• _Assignment_:
Could you find each line of the data below that contains the word "received" and copy those lines?

Collected data entries
—————

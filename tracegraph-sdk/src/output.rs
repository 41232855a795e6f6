//! Output destinations for the trace event stream.
//!
//! Emission is synchronous: interception hooks run at the monitored
//! program's own suspension boundaries and must not introduce new ones.
//! Emission failures degrade with a log line - a broken output never
//! surfaces inside the monitored program.

use std::fs::OpenOptions;
use std::io::Write;
use std::net::TcpStream;
use std::path::PathBuf;

use parking_lot::Mutex;
use tracegraph_types::TraceEvent;

/// Output destination for trace events.
#[derive(Debug)]
pub enum Output {
    /// Append events to a file, one JSON document per line.
    File(PathBuf),

    /// Send events to a TCP server as newline-delimited JSON.
    ///
    /// The connection is established lazily on first emit and re-established
    /// after a write failure.
    Tcp(TcpOutput),

    /// Send events through a channel.
    ///
    /// Use `Output::channel()` to create this variant and get the receiver.
    /// Events are dropped (with a log line) when the channel is full.
    #[cfg(feature = "tokio")]
    Channel(tokio::sync::mpsc::Sender<TraceEvent>),
}

/// Lazily connected TCP sink.
#[derive(Debug)]
pub struct TcpOutput {
    addr: String,
    stream: Mutex<Option<TcpStream>>,
}

impl Output {
    /// Create a file output.
    ///
    /// # Example
    ///
    /// ```rust
    /// use tracegraph_sdk::Output;
    ///
    /// let output = Output::file("trace.jsonl");
    /// ```
    pub fn file(path: impl Into<PathBuf>) -> Self {
        Output::File(path.into())
    }

    /// Create a TCP output.
    ///
    /// # Example
    ///
    /// ```rust
    /// use tracegraph_sdk::Output;
    ///
    /// let output = Output::tcp("localhost:9090");
    /// ```
    pub fn tcp(addr: impl Into<String>) -> Self {
        Output::Tcp(TcpOutput {
            addr: addr.into(),
            stream: Mutex::new(None),
        })
    }

    /// Create a channel output and return both the output and receiver.
    ///
    /// This is how an in-process renderer or transport subscribes to the
    /// event stream.
    ///
    /// # Example
    ///
    /// ```rust
    /// use tracegraph_sdk::Output;
    ///
    /// let (output, mut rx) = Output::channel(64);
    ///
    /// // Later, receive events
    /// // while let Some(event) = rx.recv().await { ... }
    /// ```
    #[cfg(feature = "tokio")]
    pub fn channel(buffer: usize) -> (Self, tokio::sync::mpsc::Receiver<TraceEvent>) {
        let (tx, rx) = tokio::sync::mpsc::channel(buffer);
        (Output::Channel(tx), rx)
    }

    /// Emit one event, degrading on failure.
    pub fn emit(&self, event: &TraceEvent) {
        let result = match self {
            Output::File(path) => emit_file(path, event),
            Output::Tcp(tcp) => tcp.emit(event),
            #[cfg(feature = "tokio")]
            Output::Channel(tx) => {
                if tx.try_send(event.clone()).is_err() {
                    tracing::warn!("trace event channel full or closed, dropping event");
                }
                Ok(())
            }
        };

        if let Err(err) = result {
            tracing::warn!(error = %err, "failed to emit trace event");
        }
    }
}

fn emit_file(path: &PathBuf, event: &TraceEvent) -> std::io::Result<()> {
    let line = serde_json::to_string(event)?;
    let mut file = OpenOptions::new().create(true).append(true).open(path)?;
    file.write_all(line.as_bytes())?;
    file.write_all(b"\n")
}

impl TcpOutput {
    fn emit(&self, event: &TraceEvent) -> std::io::Result<()> {
        let line = serde_json::to_string(event)?;
        let mut guard = self.stream.lock();

        let stream = match &mut *guard {
            Some(stream) => stream,
            slot @ None => slot.insert(TcpStream::connect(&self.addr)?),
        };
        let result = stream
            .write_all(line.as_bytes())
            .and_then(|()| stream.write_all(b"\n"));

        if result.is_err() {
            // Drop the broken connection; the next emit reconnects.
            *guard = None;
        }
        result
    }
}

#[cfg(test)]
mod tests {
    use super::*;
    use tracegraph_types::{GraphSnapshot, Node, NodeKind};

    fn sample_event() -> TraceEvent {
        TraceEvent::NodeAdded {
            node: Node::new("n", NodeKind::Call, "f()", 0),
            graph: GraphSnapshot::default(),
        }
    }

    #[test]
    fn file_output_appends_json_lines() {
        let dir = std::env::temp_dir().join(format!("tracegraph-test-{}", std::process::id()));
        std::fs::create_dir_all(&dir).unwrap();
        let path = dir.join("events.jsonl");

        let output = Output::file(&path);
        output.emit(&sample_event());
        output.emit(&sample_event());

        let contents = std::fs::read_to_string(&path).unwrap();
        let lines: Vec<&str> = contents.lines().collect();
        assert_eq!(lines.len(), 2);
        let parsed: serde_json::Value = serde_json::from_str(lines[0]).unwrap();
        assert_eq!(parsed["event"], "NODE_ADDED");

        std::fs::remove_dir_all(&dir).ok();
    }

    #[cfg(feature = "tokio")]
    #[test]
    fn channel_output_delivers_events() {
        let (output, mut rx) = Output::channel(4);
        output.emit(&sample_event());

        let received = rx.try_recv().unwrap();
        assert_eq!(received, sample_event());
    }

    #[cfg(feature = "tokio")]
    #[test]
    fn full_channel_drops_without_panicking() {
        let (output, _rx) = Output::channel(1);
        output.emit(&sample_event());
        output.emit(&sample_event()); // buffer full, dropped
    }

    #[test]
    fn unreachable_tcp_degrades() {
        // Port 9 on localhost is almost certainly closed; emit must not panic.
        let output = Output::tcp("127.0.0.1:9");
        output.emit(&sample_event());
    }
}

—————

• _Reply_:
        let received = rx.try_recv().unwrap();
        assert_eq!(received, sample_event());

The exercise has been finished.